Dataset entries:
---
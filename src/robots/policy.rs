//! Robots.txt policy built on the robotstxt crate's matcher

use std::time::Duration;

use robotstxt::DefaultMatcher;

/// Longest crawl delay honored; larger values are capped to this
pub const MAX_CRAWL_DELAY: Duration = Duration::from_secs(300);

/// Parsed robots.txt data for one origin
#[derive(Debug, Clone)]
pub struct RobotsPolicy {
    /// Raw robots.txt body (empty means allow all)
    body: String,
}

impl RobotsPolicy {
    /// Creates a policy from a robots.txt body
    pub fn from_body(body: &str) -> Self {
        Self {
            body: body.to_string(),
        }
    }

    /// Creates a permissive policy
    ///
    /// Used when an origin has no robots.txt or it could not be fetched.
    pub fn allow_all() -> Self {
        Self {
            body: String::new(),
        }
    }

    /// Checks if a path is allowed for the given user agent
    ///
    /// # Arguments
    ///
    /// * `path` - The URL path to check (e.g., "/product-category/shoes/")
    /// * `user_agent` - The crawler name
    pub fn allows(&self, path: &str, user_agent: &str) -> bool {
        if self.body.trim().is_empty() {
            return true;
        }

        // The matcher wants a full URL; only the path part is compared
        let url = format!("http://robots.invalid{}", path);
        let mut matcher = DefaultMatcher::default();
        matcher.one_agent_allowed_by_robots(&self.body, user_agent, &url)
    }

    /// Gets the `Crawl-delay` that applies to `user_agent`
    ///
    /// A group naming the agent takes precedence over the `*` group.
    /// Fractional seconds are honored; delays above `MAX_CRAWL_DELAY` are
    /// capped.
    pub fn crawl_delay(&self, user_agent: &str) -> Option<Duration> {
        let agent = user_agent.to_lowercase();

        let mut group: Vec<String> = Vec::new();
        let mut in_agent_lines = false;
        let mut for_agent: Option<f64> = None;
        let mut for_wildcard: Option<f64> = None;

        for line in self.body.lines() {
            let line = line.split('#').next().unwrap_or("").trim();
            let Some((key, value)) = line.split_once(':') else {
                continue;
            };
            let key = key.trim().to_lowercase();
            let value = value.trim();

            if key == "user-agent" {
                // Consecutive user-agent lines share one group
                if !in_agent_lines {
                    group.clear();
                }
                group.push(value.to_lowercase());
                in_agent_lines = true;
                continue;
            }
            in_agent_lines = false;

            if key != "crawl-delay" {
                continue;
            }
            let Ok(seconds) = value.parse::<f64>() else {
                continue;
            };
            if !seconds.is_finite() || seconds < 0.0 {
                continue;
            }

            if group.iter().any(|ua| ua != "*" && agent.contains(ua.as_str())) {
                for_agent = Some(seconds);
            } else if group.iter().any(|ua| ua == "*") {
                for_wildcard = Some(seconds);
            }
        }

        for_agent.or(for_wildcard).map(|seconds| {
            Duration::try_from_secs_f64(seconds)
                .unwrap_or(MAX_CRAWL_DELAY)
                .min(MAX_CRAWL_DELAY)
        })
    }
}

#[cfg(test)]
mod tests {
    use super::*;

    #[test]
    fn test_allow_all() {
        let robots = RobotsPolicy::allow_all();
        assert!(robots.allows("/any/path", "catalog-mapper"));
        assert_eq!(robots.crawl_delay("catalog-mapper"), None);
    }

    #[test]
    fn test_disallow_specific() {
        let robots = RobotsPolicy::from_body("User-agent: *\nDisallow: /my-account\n");
        assert!(robots.allows("/product-category/shoes/", "catalog-mapper"));
        assert!(!robots.allows("/my-account", "catalog-mapper"));
        assert!(!robots.allows("/my-account/orders", "catalog-mapper"));
    }

    #[test]
    fn test_specific_user_agent() {
        let robots = RobotsPolicy::from_body(
            "User-agent: catalog-mapper\nDisallow: /\n\nUser-agent: *\nAllow: /\n",
        );
        assert!(!robots.allows("/shop/", "catalog-mapper"));
        assert!(robots.allows("/shop/", "other-bot"));
    }

    #[test]
    fn test_crawl_delay_wildcard_and_specific() {
        let robots = RobotsPolicy::from_body(
            "User-agent: catalog-mapper\nCrawl-delay: 5\n\nUser-agent: *\nCrawl-delay: 10\n",
        );
        assert_eq!(robots.crawl_delay("catalog-mapper"), Some(Duration::from_secs(5)));
        assert_eq!(robots.crawl_delay("other-bot"), Some(Duration::from_secs(10)));
    }

    #[test]
    fn test_crawl_delay_after_disallow_in_same_group() {
        let robots = RobotsPolicy::from_body("User-agent: *\nDisallow: /cart/\nCrawl-delay: 2.5\n");
        assert_eq!(robots.crawl_delay("catalog-mapper"), Some(Duration::from_millis(2500)));
    }

    #[test]
    fn test_crawl_delay_shared_group() {
        let robots = RobotsPolicy::from_body(
            "User-agent: BotA\nUser-agent: catalog-mapper\nCrawl-delay: 3\n",
        );
        assert_eq!(robots.crawl_delay("catalog-mapper"), Some(Duration::from_secs(3)));
        assert_eq!(robots.crawl_delay("other-bot"), None);
    }

    #[test]
    fn test_crawl_delay_garbage_ignored() {
        let robots = RobotsPolicy::from_body("User-agent: *\nCrawl-delay: soon\n");
        assert_eq!(robots.crawl_delay("catalog-mapper"), None);
    }

    #[test]
    fn test_crawl_delay_capped() {
        let huge = RobotsPolicy::from_body("User-agent: *\nCrawl-delay: 1e30\n");
        assert_eq!(huge.crawl_delay("catalog-mapper"), Some(MAX_CRAWL_DELAY));

        let long = RobotsPolicy::from_body("User-agent: *\nCrawl-delay: 3600\n");
        assert_eq!(long.crawl_delay("catalog-mapper"), Some(MAX_CRAWL_DELAY));
    }
}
---
• Exercise brief
Transcribe the lines from the first line of the records through the line that contains "pub const MAX_CRAWL_DELAY: Duration", both included, and add nothing else.

• Solution to the problem
filename src/robots/policy.rs
//! Robots.txt policy built on the robotstxt crate's matcher

use std::time::Duration;

use robotstxt::DefaultMatcher;

/// Longest crawl delay honored; larger values are capped to this
pub const MAX_CRAWL_DELAY: Duration = Duration::from_secs(300);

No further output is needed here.